*** Opening Data records ***

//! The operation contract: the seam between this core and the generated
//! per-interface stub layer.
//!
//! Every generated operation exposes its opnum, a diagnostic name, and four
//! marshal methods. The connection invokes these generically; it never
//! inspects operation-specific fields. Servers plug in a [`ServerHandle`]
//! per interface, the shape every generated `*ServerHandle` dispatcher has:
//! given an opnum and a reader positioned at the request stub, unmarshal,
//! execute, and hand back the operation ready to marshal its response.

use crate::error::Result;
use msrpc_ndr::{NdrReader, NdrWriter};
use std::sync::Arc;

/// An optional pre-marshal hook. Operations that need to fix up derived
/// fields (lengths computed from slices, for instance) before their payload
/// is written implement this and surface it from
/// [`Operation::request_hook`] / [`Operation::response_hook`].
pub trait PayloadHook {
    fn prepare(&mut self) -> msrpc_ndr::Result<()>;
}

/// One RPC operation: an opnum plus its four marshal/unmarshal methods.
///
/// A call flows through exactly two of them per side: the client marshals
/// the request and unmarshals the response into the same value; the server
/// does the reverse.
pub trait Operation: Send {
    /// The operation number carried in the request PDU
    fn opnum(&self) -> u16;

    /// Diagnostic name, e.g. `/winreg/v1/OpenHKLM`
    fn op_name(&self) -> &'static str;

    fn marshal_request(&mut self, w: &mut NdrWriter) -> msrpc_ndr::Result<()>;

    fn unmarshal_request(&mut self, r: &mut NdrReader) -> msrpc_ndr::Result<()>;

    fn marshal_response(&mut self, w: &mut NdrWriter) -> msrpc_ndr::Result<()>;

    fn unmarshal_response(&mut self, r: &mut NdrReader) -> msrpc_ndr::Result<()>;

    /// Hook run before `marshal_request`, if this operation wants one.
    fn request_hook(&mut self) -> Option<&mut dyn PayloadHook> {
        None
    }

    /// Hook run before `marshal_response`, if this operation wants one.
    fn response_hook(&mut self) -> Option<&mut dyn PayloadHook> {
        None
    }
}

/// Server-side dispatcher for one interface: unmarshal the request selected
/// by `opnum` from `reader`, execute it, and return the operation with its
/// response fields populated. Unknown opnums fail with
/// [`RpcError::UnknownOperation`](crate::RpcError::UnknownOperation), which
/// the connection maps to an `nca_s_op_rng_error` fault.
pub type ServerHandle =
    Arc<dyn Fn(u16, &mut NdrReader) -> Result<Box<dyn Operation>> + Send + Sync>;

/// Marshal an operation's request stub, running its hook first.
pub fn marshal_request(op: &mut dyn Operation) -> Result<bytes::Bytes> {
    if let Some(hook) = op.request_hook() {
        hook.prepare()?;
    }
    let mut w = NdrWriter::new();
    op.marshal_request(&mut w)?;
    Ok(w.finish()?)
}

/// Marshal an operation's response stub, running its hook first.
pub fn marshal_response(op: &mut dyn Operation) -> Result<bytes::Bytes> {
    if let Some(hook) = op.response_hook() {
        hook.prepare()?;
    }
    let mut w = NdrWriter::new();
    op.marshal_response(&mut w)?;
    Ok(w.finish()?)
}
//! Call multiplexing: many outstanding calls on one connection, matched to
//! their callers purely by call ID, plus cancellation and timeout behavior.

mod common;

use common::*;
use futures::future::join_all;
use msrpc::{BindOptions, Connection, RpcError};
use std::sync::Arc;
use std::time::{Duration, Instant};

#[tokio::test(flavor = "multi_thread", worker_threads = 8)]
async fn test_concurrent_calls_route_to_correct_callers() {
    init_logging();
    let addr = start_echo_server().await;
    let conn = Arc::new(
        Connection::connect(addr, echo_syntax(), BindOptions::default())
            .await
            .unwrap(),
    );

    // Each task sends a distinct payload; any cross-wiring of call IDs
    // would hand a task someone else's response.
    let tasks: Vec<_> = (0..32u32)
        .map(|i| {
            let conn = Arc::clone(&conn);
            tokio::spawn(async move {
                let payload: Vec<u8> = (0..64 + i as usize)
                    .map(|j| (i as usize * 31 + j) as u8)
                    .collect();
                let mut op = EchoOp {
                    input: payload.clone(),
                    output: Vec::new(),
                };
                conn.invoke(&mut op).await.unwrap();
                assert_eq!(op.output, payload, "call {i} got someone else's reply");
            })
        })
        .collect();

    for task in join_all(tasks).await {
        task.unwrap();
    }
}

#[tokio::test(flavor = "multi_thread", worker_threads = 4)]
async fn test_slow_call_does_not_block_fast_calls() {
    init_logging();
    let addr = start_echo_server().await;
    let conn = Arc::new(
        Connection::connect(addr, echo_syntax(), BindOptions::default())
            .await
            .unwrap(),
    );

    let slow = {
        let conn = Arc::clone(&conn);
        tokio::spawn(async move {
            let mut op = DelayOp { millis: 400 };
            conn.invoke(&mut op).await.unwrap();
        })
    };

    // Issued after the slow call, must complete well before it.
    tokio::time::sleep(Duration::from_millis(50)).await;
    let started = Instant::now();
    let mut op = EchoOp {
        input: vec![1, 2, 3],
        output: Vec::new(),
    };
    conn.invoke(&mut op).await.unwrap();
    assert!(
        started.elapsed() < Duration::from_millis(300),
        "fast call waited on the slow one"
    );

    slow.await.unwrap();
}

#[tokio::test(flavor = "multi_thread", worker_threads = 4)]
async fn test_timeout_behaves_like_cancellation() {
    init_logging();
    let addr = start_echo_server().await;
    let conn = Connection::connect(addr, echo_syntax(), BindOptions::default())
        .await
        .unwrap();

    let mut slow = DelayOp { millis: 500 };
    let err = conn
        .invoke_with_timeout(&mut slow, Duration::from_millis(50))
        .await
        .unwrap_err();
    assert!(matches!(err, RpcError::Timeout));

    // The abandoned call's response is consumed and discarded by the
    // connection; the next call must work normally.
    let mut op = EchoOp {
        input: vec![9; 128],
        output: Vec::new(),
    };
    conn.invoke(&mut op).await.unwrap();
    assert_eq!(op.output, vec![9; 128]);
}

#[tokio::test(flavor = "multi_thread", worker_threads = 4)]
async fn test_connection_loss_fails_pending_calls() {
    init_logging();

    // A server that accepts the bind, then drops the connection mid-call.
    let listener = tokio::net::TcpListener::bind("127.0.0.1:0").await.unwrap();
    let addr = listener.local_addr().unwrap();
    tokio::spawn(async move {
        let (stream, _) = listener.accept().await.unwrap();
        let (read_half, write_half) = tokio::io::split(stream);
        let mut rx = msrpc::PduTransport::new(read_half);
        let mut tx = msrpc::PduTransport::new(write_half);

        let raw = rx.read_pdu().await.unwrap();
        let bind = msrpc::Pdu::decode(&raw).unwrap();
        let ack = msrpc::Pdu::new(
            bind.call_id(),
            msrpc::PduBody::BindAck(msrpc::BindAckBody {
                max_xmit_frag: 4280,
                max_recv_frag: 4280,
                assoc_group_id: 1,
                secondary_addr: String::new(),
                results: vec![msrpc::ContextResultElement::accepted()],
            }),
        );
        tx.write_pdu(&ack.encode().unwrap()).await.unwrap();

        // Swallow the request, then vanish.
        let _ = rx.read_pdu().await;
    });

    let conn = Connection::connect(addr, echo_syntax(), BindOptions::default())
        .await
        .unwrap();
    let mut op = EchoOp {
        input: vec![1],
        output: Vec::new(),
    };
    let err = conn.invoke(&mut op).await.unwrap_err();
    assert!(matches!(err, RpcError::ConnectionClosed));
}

*** Closing Data records ***

Requirement
Copy the lines of the data above exactly as written, beginning with the line containing "async fn test_concurrent_calls_route_to_correct_callers()" and ending with the line containing "let mut op = DelayOp", and leave out all other lines.

Response to this task
async fn test_concurrent_calls_route_to_correct_callers() {
    init_logging();
    let addr = start_echo_server().await;
    let conn = Arc::new(
        Connection::connect(addr, echo_syntax(), BindOptions::default())
            .await
            .unwrap(),
    );

    // Each task sends a distinct payload; any cross-wiring of call IDs
    // would hand a task someone else's response.
    let tasks: Vec<_> = (0..32u32)
        .map(|i| {
            let conn = Arc::clone(&conn);
            tokio::spawn(async move {
                let payload: Vec<u8> = (0..64 + i as usize)
                    .map(|j| (i as usize * 31 + j) as u8)
                    .collect();
                let mut op = EchoOp {
                    input: payload.clone(),
                    output: Vec::new(),
                };
                conn.invoke(&mut op).await.unwrap();
                assert_eq!(op.output, payload, "call {i} got someone else's reply");
            })
        })
        .collect();

    for task in join_all(tasks).await {
        task.unwrap();
    }
}

#[tokio::test(flavor = "multi_thread", worker_threads = 4)]
async fn test_slow_call_does_not_block_fast_calls() {
    init_logging();
    let addr = start_echo_server().await;
    let conn = Arc::new(
        Connection::connect(addr, echo_syntax(), BindOptions::default())
            .await
            .unwrap(),
    );

    let slow = {
        let conn = Arc::clone(&conn);
        tokio::spawn(async move {
            let mut op = DelayOp { millis: 400 };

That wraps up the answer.